> He saw first hand that these trucks have far less payload capacity and range, plus the batteries lose > 40% of their range in cold weather [2].
Why not use a auxiliary battery heating system that uses some kind of fuel (i.e. biofuel) for this scenario? The amount of fuel needed to heat a battery to its optimal operating temperature during cold weather is probably orders of magnitude less than the amount of fuel needed to propel a truck, so the carbon emissions would be minimal. The same system could also be used for driver cabin heat.
An aux heating system would not be necessary for an EV semi: most of the cited 40% of range lost suffered by passenger EVs is due to cabin heating, but an EV semi would actually produce enough waste heat in its powertrain to comfortably heat the cabin[1] (just like a diesel semi!).
There are also some range and power losses due to increased internal cell resistance when the battery is cold, but the effects of this diminish as the battery warms up with use. Actual range loss for an EV semi in the cold should be minor, probably similar to the range loss for ICE semis in the winter.
In the long run I expect the solution will be electrification of highways so that trucks can recharge while they're moving, and the batteries are only used over short distances on local roads picking things up and dropping them off, or to fill in gaps between electrified road sections. Then range won't be a significant issue anymore.
That would be a pretty major infrastructure project, though.
actually adding 15,000 lb of battery to the truck reduces its efficiency significantly. Imagine loosing 15k of payload when you only had 60k to begin with, your new payload of 45k means you have to drive the route 4 times compared to 3 times for a diesel truck with our device.
A 600 mile battery - say 1-1.2MWh - should only weigh around 10-12K lbs (at 260-300 wh/kg).
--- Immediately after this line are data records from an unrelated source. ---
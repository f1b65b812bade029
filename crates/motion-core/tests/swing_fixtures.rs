use std::path::PathBuf;

use swingsync_motion_core::align::TemporalAligner;
use swingsync_motion_core::pipeline::load_recording;
use swingsync_motion_core::{PhaseDetector, SwingAnalyzer};
use swingsync_pose_model::{KeyPose, KeyPoseType, MappingStrategy, PoseRecording, StrokeGuess};

fn fixture(name: &str) -> PoseRecording {
    let path = PathBuf::from(env!("CARGO_MANIFEST_DIR"))
        .join("..")
        .join("..")
        .join("fixtures")
        .join(name);
    load_recording(path, 30.0).expect("fixture recording should load")
}

fn phase_frames(poses: &[KeyPose]) -> Vec<(KeyPoseType, usize)> {
    poses.iter().map(|p| (p.kind, p.frame_index)).collect()
}

#[test]
fn user_fixture_phases_are_stable() {
    let user = fixture("forehand-user.json");
    assert_eq!(user.sequence.len(), 40);
    assert_eq!(user.rate.fps(), 30.0);

    let poses = PhaseDetector::with_defaults().detect(&user.sequence);
    assert_eq!(
        phase_frames(&poses),
        vec![
            (KeyPoseType::Preparation, 0),
            (KeyPoseType::BackswingPeak, 17),
            (KeyPoseType::BallContact, 22),
            (KeyPoseType::FollowThrough, 25),
            (KeyPoseType::Finish, 39),
        ]
    );
    assert_eq!(poses[2].timestamp, 733);
}

#[test]
fn reference_fixture_phases_are_stable() {
    let reference = fixture("forehand-reference.json");
    let poses = PhaseDetector::with_defaults().detect(&reference.sequence);
    assert_eq!(
        phase_frames(&poses),
        vec![
            (KeyPoseType::Preparation, 0),
            (KeyPoseType::BackswingPeak, 21),
            (KeyPoseType::BallContact, 25),
            (KeyPoseType::FollowThrough, 28),
            (KeyPoseType::Finish, 39),
        ]
    );
}

#[test]
fn fixture_metrics() {
    let user = fixture("forehand-user.json");
    let result = SwingAnalyzer::with_defaults().analyze(&user);

    assert_eq!(result.summary.stroke_guess, StrokeGuess::Forehand);
    assert!((result.metrics.elbow_angle_max - 174.83).abs() < 0.01);
    assert_eq!(result.metrics.tempo_series.len(), 38);
    assert_eq!(result.metrics.impact_frames, vec![400, 733, 1000]);
    assert!((result.meta.sample_ms - 33.333).abs() < 0.001);
}

#[test]
fn fixture_pair_alignment() {
    let user = fixture("forehand-user.json");
    let reference = fixture("forehand-reference.json");
    let sync = TemporalAligner::with_defaults().align(&user.sequence, &reference.sequence);

    // Backswing -134 ms, contact -100 ms (x3), follow-through -100 ms.
    assert!((sync.offset_ms - (-534.0 / 7.0)).abs() < 1e-9);
    assert_eq!(sync.strategy, MappingStrategy::PhaseSegments);
    assert_eq!(sync.segments, 4);

    let refs: Vec<usize> = sync.mapping.iter().map(|m| m.reference_frame).collect();
    assert_eq!(
        refs,
        vec![
            0, 1, 2, 4, 5, 6, 7, 9, 10, 11, 12, 14, 15, 16, 17, 19, 20, 21, 22, 23, 23, 24, 25,
            26, 27, 28, 29, 30, 30, 31, 32, 33, 34, 34, 35, 36, 37, 37, 38, 39,
        ]
    );
}

#[test]
fn fixture_comparison_report() {
    let user = fixture("forehand-user.json");
    let reference = fixture("forehand-reference.json");
    let result =
        SwingAnalyzer::with_defaults().analyze_against(&user, &reference, "forehand-reference");

    let comparison = result.comparison.expect("comparison should be present");
    let reference_metrics = result.reference_metrics.expect("reference metrics present");
    assert_eq!(comparison.reference_label, "forehand-reference");
    assert_eq!(
        comparison.elbow_angle_diff,
        result.metrics.elbow_angle_max - reference_metrics.elbow_angle_max
    );
    assert_eq!(comparison.impact_count_diff, 0);
}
And you can throw out the 5K lb carbon capture device, and 5K lbs of engine, transmission, exhaust, cooling and fuel system. Add back 500 lbs of electric motors. The payload difference is actually not that significant, certainly not 33% more payload for the diesel+CCS. Such a big battery would be expensive though. I expect most EV semis will have 300 - 500 miles of range. This system sounds good for decarbonizing the diesels that are already on the road though!
you can throw away the 5k of engine and drivetrain components, and then throw in 6k in electric motors, transaxles/transmissions and added copper wiring
From the vehicles I have actually built and weighed there is a much larger increase in weight than you are predicting.
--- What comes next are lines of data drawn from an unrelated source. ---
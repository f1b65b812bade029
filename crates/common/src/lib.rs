//! SwingSync Common Utilities
//!
//! Shared infrastructure for all SwingSync crates:
//! - Error types and result aliases
//! - Capture-rate and timestamp audit utilities
//! - Tracing/logging initialization
//! - Configuration loading, including the analysis thresholds

pub mod clock;
pub mod config;
pub mod error;
pub mod logging;

pub use clock::*;
pub use config::*;
pub use error::*;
You can see that 1/3 the range for the same weight, and this only gets worse as the vehicle gets heavier. For class 8 trucks wind drag is a very small percentage of the losses, rolling resistance from weight is the largest loses. So I don't think linear distance scaling you assume adds up.
Its going to be an interesting transition and we know that electric trucks will be great for some use cases but its going to take a mix of solutions, especially in countries where their grid infrastructure is no where near as robust as ours.
You've compared the range of a Model 3 driven at 75MPH to a Camry driven at 48MPH, for one thing. But I don't know why you would bring passenger cars into the discussion, since you can't scale performance linearly from cars to class 8 trucks. You've already made that mistake by scaling cabin heating requirements linearly with battery capacity, for example.
> For class 8 trucks wind drag is a very small percentage of the losses, rolling resistance from weight is the largest loses.
According to this source[1], for class 8 trucks at max gross weight on level road, aero and rolling resistance losses are the same around 50MPH, and aero dominates after that. Is that source wrong, or out of date? Source says "aerodynamic drag and tire rolling resistance are major contributors to energy loss" - neither is a "very small percentage".
From everything I've read publicly, EV semis won't have transmissions or transaxles, just motors on the drive shafts (4x120lbs). Not sure where you get 6k lbs, even including the "added copper wiring".
I can totally see a 1-2 ton payload advantage for diesel+CCS over EV semis when the required range is 500+ miles, just not a 15k lbs advantage. Ultimately the market will decide what tech to use for different routes though, and I agree that a variety of solutions will be utilized.
Why not use a auxiliary battery heating system that uses some kind of fuel (i.e. biofuel) for this scenario? The amount of fuel needed to heat a battery to its optimal operating temperature during cold weather is probably orders of magnitude less than the amount of fuel needed to propel a truck, so the carbon emissions would be minimal. The same system could also be used for driver cabin heat.